The first is resentful, and actually recalls many favored talking points of the Democrats during the last few years of the Bush administration. Trump is telling his audience that the "establishment" has treated "them" better than "us." Anyone who has had any contact with a white middle class household should immeditely recognize the emotional force this argument has with that group, particularly as applied to immigrants. In the last fifteen years, for the first time since the Depression, the white middle class has suffered. It has not been actively helped by public policy during this period, so latent resentments against those seen by it to have the aid of the government - the very poor, the very rich, immigrants, nonwhites generally - have become open and increasingly intense. "The (othered group) gets (list of benefits), but a hardworking American like me can't get anything" is a common refrain. These people will hear Trump saying he is on their side.

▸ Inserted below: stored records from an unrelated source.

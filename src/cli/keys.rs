//! Key CLI commands

use crate::config::ConfigStore;
use crate::crypto::CryptoEngine;
use crate::error::PactResult;
use crate::services::{KeyManager, PactRegistry};

/// Generate a keypair at the configured paths
///
/// When a config file backs the store, the `self` pact is updated to the new
/// public key and persisted.
pub fn handle_key_gen<E: CryptoEngine>(store: &mut ConfigStore, engine: &E) -> PactResult<()> {
    let keys = KeyManager::new(store.config(), engine);
    keys.generate()?;

    println!("Generated a new keypair:");
    println!("  Public key:  {}", keys.public_key_path().display());
    println!("  Private key: {}", keys.private_key_path().display());

    if store.path().is_some() {
        PactRegistry::new(store.config_mut()).set_self_pact(&keys)?;
        store.persist()?;
    }
    Ok(())
}

/// Print the caller's public key
pub fn handle_key_export<E: CryptoEngine>(store: &ConfigStore, engine: &E) -> PactResult<()> {
    let key = KeyManager::new(store.config(), engine).read_public_key()?;
    println!("{}", key);
    Ok(())
}
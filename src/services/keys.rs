//! Keypair management
//!
//! Key files hold the base64 text of a 32-byte key. The two halves are
//! checked independently so that a half-written keypair can be told apart
//! from a missing one.

use std::fs;
use std::path::{Path, PathBuf};

use tracing::{info, warn};

use crate::config::Configuration;
use crate::crypto::{CryptoEngine, Keypair, PublicKey, SecretKey};
use crate::error::{PactError, PactResult};
use crate::storage::write_private_file;

/// Which half of a keypair
#[derive(Debug, Clone, Copy, PartialEq, Eq)]
pub enum KeyHalf {
    Public,
    Private,
}

/// What is on disk at the configured key paths
#[derive(Debug, Clone, Copy, PartialEq, Eq)]
pub enum KeypairState {
    /// Both files exist
    Present,
    /// Neither file exists
    Missing,
    /// Exactly one file exists
    Partial { missing: KeyHalf },
}

/// Derives key locations from the configuration and manages the key files
pub struct KeyManager<'a, E: CryptoEngine> {
    public_key_path: PathBuf,
    private_key_path: PathBuf,
    engine: &'a E,
}

impl<'a, E: CryptoEngine> KeyManager<'a, E> {
    /// Create a key manager for the configured key paths
    pub fn new(config: &Configuration, engine: &'a E) -> Self {
        Self {
            public_key_path: config.public_key_path.clone(),
            private_key_path: config.private_key_path.clone(),
            engine,
        }
    }

    pub fn public_key_path(&self) -> &Path {
        &self.public_key_path
    }

    pub fn private_key_path(&self) -> &Path {
        &self.private_key_path
    }

    /// Inspect the key files
    pub fn state(&self) -> KeypairState {
        match (self.public_key_path.exists(), self.private_key_path.exists()) {
            (true, true) => KeypairState::Present,
            (false, false) => KeypairState::Missing,
            (true, false) => KeypairState::Partial {
                missing: KeyHalf::Private,
            },
            (false, true) => KeypairState::Partial {
                missing: KeyHalf::Public,
            },
        }
    }

    /// True only when both halves exist
    pub fn keypair_exists(&self) -> bool {
        self.state() == KeypairState::Present
    }

    /// Generate a keypair and write it to the configured paths
    ///
    /// Refuses to overwrite a complete keypair. A half-present keypair is
    /// reported as corrupt and both halves are rewritten. The private half
    /// is written first; a failure writing the public half leaves the
    /// keypair partial.
    pub fn generate(&self) -> PactResult<PublicKey> {
        match self.state() {
            KeypairState::Present => {
                return Err(PactError::KeypairAlreadyExists {
                    public: self.public_key_path.clone(),
                    private: self.private_key_path.clone(),
                });
            }
            KeypairState::Partial { missing } => {
                warn!(
                    ?missing,
                    public = %self.public_key_path.display(),
                    private = %self.private_key_path.display(),
                    "keypair appears corrupt, regenerating both halves"
                );
            }
            KeypairState::Missing => {}
        }

        let keypair = self.engine.generate_keypair()?;
        write_private_file(&self.private_key_path, keypair.secret().to_base64().as_bytes())?;
        write_private_file(&self.public_key_path, keypair.public().to_base64().as_bytes())?;

        info!(
            public = %self.public_key_path.display(),
            private = %self.private_key_path.display(),
            "generated new keypair"
        );
        Ok(*keypair.public())
    }

    /// Read the caller's public key as it appears in the key file
    pub fn read_public_key(&self) -> PactResult<String> {
        let text = read_key_file(&self.public_key_path)?;
        PublicKey::from_base64(&text)?;
        Ok(text)
    }

    /// Load and decode both halves of the caller's keypair
    pub fn load_keypair(&self) -> PactResult<Keypair> {
        let secret = SecretKey::from_base64(&read_key_file(&self.private_key_path)?)?;
        let public = PublicKey::from_base64(&read_key_file(&self.public_key_path)?)?;
        Ok(Keypair::new(public, secret))
    }
}

fn read_key_file(path: &Path) -> PactResult<String> {
    if !path.exists() {
        return Err(PactError::KeypairMissing(path.to_path_buf()));
    }
    let contents = fs::read_to_string(path)
        .map_err(|e| PactError::Io(format!("Failed to read {}: {}", path.display(), e)))?;
    Ok(contents.trim().to_string())
}
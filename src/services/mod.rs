//! Service layer for pact
//!
//! Services sit between the CLI handlers and the configuration and crypto
//! layers. They work on an in-memory [`Configuration`](crate::config::Configuration);
//! persisting it is left to the caller.

pub mod envelope;
pub mod keys;
pub mod pacts;

pub use envelope::EnvelopeService;
pub use keys::{KeyHalf, KeyManager, KeypairState};
pub use pacts::{PactRegistry, SelfPact, SELF_PACT};
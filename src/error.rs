//! Custom error types for pact
//!
//! Every fallible operation in the crate returns [`PactResult`]. Errors are
//! plain values; only the binary decides how they become a process exit code
//! (see [`PactError::exit_status`]).

use std::path::PathBuf;

use thiserror::Error;

/// Process exit status categories
#[derive(Debug, Clone, Copy, PartialEq, Eq)]
pub enum ExitStatus {
    /// Command completed
    Ok,
    /// Unexpected failure not attributable to caller input
    InternalError,
    /// Malformed or missing arguments, unknown pact, bad ciphertext
    BadRequest,
    /// `config` refused to overwrite an existing file
    ConfigExists,
}

impl ExitStatus {
    /// Numeric process exit code
    pub fn code(self) -> u8 {
        match self {
            Self::Ok => 0,
            Self::InternalError => 1,
            Self::BadRequest => 2,
            Self::ConfigExists => 3,
        }
    }
}

/// The main error type for pact operations
#[derive(Error, Debug)]
pub enum PactError {
    /// No configuration file backs the current process
    #[error("No config file found, run the config command to generate one")]
    ConfigNotFound,

    /// A configuration file exists but could not be parsed
    #[error("Failed to parse config file {path}: {reason}")]
    ConfigParse { path: PathBuf, reason: String },

    /// `config` refuses to overwrite an existing file
    #[error("Configuration file already exists at {0}, refusing to overwrite")]
    ConfigExists(PathBuf),

    /// A path could not be resolved
    #[error("Invalid path '{path}': {reason}")]
    InvalidPath { path: String, reason: String },

    /// Both halves of the keypair are already on disk
    #[error("Keypair already exists, refusing to overwrite (public: {public}, private: {private})")]
    KeypairAlreadyExists { public: PathBuf, private: PathBuf },

    /// A key file needed by the command is missing
    #[error("Key file not found: {0}. Run the key-gen command to create a keypair")]
    KeypairMissing(PathBuf),

    /// The pact has no members to remove
    #[error("No such pact: {0}")]
    PactNotFound(String),

    /// Member index outside the pact's member list
    #[error("Index {index} is out of range for pact '{pact}' ({len} members)")]
    IndexOutOfRange {
        pact: String,
        index: usize,
        len: usize,
    },

    /// Encryption was requested for a pact without members
    #[error("Config file does not contain keys for the pact: {0}")]
    UnknownPact(String),

    /// A key string or key file is not a valid key encoding
    #[error("Invalid key: {0}")]
    InvalidKey(String),

    /// Ciphertext is not valid base64
    #[error("Message formatting error (expected base64): {0}")]
    Encoding(String),

    /// The engine rejected the ciphertext
    #[error("Decryption failed: {0}")]
    Decryption(String),

    /// The engine failed to produce ciphertext
    #[error("Encryption error: {0}")]
    Encryption(String),

    /// Validation errors for command arguments
    #[error("Validation error: {0}")]
    Validation(String),

    /// A value was expected as an argument or on standard input
    #[error("Missing {0}: pass it as an argument or pipe it into the command")]
    MissingInput(&'static str),

    /// File I/O errors
    #[error("I/O error: {0}")]
    Io(String),

    /// JSON serialization errors
    #[error("JSON error: {0}")]
    Json(String),
}

impl PactError {
    /// Create an invalid path error
    pub fn invalid_path(path: impl Into<String>, reason: impl Into<String>) -> Self {
        Self::InvalidPath {
            path: path.into(),
            reason: reason.into(),
        }
    }

    /// Check if this error was caused by caller input rather than the environment
    pub fn is_user_error(&self) -> bool {
        self.exit_status() == ExitStatus::BadRequest
    }

    /// Map the error to the exit status the process should report
    pub fn exit_status(&self) -> ExitStatus {
        match self {
            Self::ConfigExists(_) => ExitStatus::ConfigExists,
            Self::ConfigNotFound
            | Self::InvalidPath { .. }
            | Self::KeypairAlreadyExists { .. }
            | Self::KeypairMissing(_)
            | Self::PactNotFound(_)
            | Self::IndexOutOfRange { .. }
            | Self::UnknownPact(_)
            | Self::InvalidKey(_)
            | Self::Encoding(_)
            | Self::Decryption(_)
            | Self::Validation(_)
            | Self::MissingInput(_) => ExitStatus::BadRequest,
            Self::ConfigParse { .. } | Self::Encryption(_) | Self::Io(_) | Self::Json(_) => {
                ExitStatus::InternalError
            }
        }
    }
}

impl From<std::io::Error> for PactError {
    fn from(err: std::io::Error) -> Self {
        Self::Io(err.to_string())
    }
}

impl From<serde_json::Error> for PactError {
    fn from(err: serde_json::Error) -> Self {
        Self::Json(err.to_string())
    }
}

/// Result type alias for pact operations
pub type PactResult<T> = Result<T, PactError>;

#[cfg(test)]
mod tests {
    use super::*;

    #[test]
    fn test_error_display() {
        let err = PactError::UnknownPact("friends".into());
        assert_eq!(
            err.to_string(),
            "Config file does not contain keys for the pact: friends"
        );
    }

    #[test]
    fn test_index_out_of_range_display() {
        let err = PactError::IndexOutOfRange {
            pact: "friends".into(),
            index: 4,
            len: 2,
        };
        assert_eq!(
            err.to_string(),
            "Index 4 is out of range for pact 'friends' (2 members)"
        );
    }

    #[test]
    fn test_user_errors_are_bad_requests() {
        assert!(PactError::PactNotFound("x".into()).is_user_error());
        assert!(PactError::Encoding("bad".into()).is_user_error());
        assert!(PactError::Decryption("bad".into()).is_user_error());
        assert!(PactError::MissingInput("message").is_user_error());
    }

    #[test]
    fn test_environment_errors_are_internal() {
        let parse = PactError::ConfigParse {
            path: PathBuf::from("/tmp/.pact"),
            reason: "expected value".into(),
        };
        assert_eq!(parse.exit_status(), ExitStatus::InternalError);
        assert_eq!(
            PactError::Io("disk".into()).exit_status(),
            ExitStatus::InternalError
        );
    }

    #[test]
    fn test_config_exists_has_distinct_status() {
        let status = PactError::ConfigExists(PathBuf::from("/tmp/.pact")).exit_status();
        assert_eq!(status, ExitStatus::ConfigExists);
        assert_eq!(status.code(), 3);
        assert_ne!(status.code(), ExitStatus::BadRequest.code());
    }

    #[test]
    fn test_from_io_error() {
        let io_err = std::io::Error::new(std::io::ErrorKind::NotFound, "file not found");
        let pact_err: PactError = io_err.into();
        assert!(matches!(pact_err, PactError::Io(_)));
    }
}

The second passage is similar, but fear rather than resentment is the dominant emotion. The bad guys are coming in from outside and we have to stop them before they kill us. This is obviously meant to justify the controversial travel bans, but as ever with Trump the issue of immigration isn't far behind. This time, legal rather than illegal immigration is the target:
Protecting our workers also means reforming our system of legal immigration. The current, outdated system depressed wages for our poorest workers, and puts great pressure on taxpayers... According to the National Academy of Sciences, our current immigration system costs America's taxpayers many billions of dollars a year. Switching away from thie current system of lower- skilled immigration and instead adopting a merit-based system, will have many benefits: it will save countless dollars, raise workers' wages, and help struggling families - including immigrant families - enter the middle class.As expected, the justification for this policy is economic. Like his message on trade and foreign policy, it is designed to appeal to the insecurities of poor and middle class whites. More importantly, it is a part of a coherent nationalist policy which views poor immigrants as a burden on the state instead of as aspiring individuals who want opportunities to succeed. It is a misleading and dangerous view. The report he cites states that the benefits of even the least skilled immigrants to society significantly exceed the costs their presence imposes, but only the costs found their way into his speech.
In sum, the tone of the speech may have been altered, but the content was vintage Trump. He made a conscious, and intelligent, move to force the GOP to unite behind him by recasting his message, but the message is the same. It calls for a nationalism defined by hostility to immigration, aversion to multilateral agreements of any kind, and a predatory trade policy. No matter how wide he smiles, his vision is the dismantling of the international system of trade and alliances the United States constructed after the World Wars and the Cold War. Its implementation would not only undermine international stability, but also do further harm to America's ability to project moral force worldwide by making a mockery of the principles for which we have fought at our best.